▸ **Problem description**: Write only how many lines in this data include "Edelsbrunner".

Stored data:
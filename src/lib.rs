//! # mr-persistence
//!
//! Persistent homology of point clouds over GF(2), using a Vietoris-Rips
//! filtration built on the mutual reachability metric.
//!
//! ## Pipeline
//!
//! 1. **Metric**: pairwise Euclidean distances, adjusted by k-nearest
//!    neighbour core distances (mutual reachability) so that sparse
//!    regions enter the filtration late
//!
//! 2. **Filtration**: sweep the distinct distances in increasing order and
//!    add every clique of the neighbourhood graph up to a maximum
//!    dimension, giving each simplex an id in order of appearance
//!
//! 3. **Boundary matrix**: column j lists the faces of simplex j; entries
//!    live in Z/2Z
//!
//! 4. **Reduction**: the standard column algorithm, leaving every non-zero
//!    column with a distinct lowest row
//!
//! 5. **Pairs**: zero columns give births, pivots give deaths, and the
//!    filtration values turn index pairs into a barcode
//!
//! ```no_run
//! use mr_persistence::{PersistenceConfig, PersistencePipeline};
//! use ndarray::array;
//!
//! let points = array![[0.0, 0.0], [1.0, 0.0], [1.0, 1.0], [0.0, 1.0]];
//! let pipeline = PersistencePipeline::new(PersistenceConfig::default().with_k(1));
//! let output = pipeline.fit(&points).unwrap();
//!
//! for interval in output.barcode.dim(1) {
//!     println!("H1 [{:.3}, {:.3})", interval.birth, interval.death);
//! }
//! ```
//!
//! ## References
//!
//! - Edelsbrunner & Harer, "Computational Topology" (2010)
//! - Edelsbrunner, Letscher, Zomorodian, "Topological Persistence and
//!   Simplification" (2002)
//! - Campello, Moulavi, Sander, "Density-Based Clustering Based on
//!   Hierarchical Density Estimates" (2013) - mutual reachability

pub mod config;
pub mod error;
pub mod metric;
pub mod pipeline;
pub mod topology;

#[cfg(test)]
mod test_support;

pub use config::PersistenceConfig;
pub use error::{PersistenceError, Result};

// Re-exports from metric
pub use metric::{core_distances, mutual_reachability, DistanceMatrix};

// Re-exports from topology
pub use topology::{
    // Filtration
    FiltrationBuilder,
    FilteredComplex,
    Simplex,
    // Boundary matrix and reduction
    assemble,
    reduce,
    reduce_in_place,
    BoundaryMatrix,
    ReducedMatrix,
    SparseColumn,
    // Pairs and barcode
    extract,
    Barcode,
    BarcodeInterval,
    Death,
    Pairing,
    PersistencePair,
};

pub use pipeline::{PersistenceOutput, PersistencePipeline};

▸ **Result of this exercise**: 2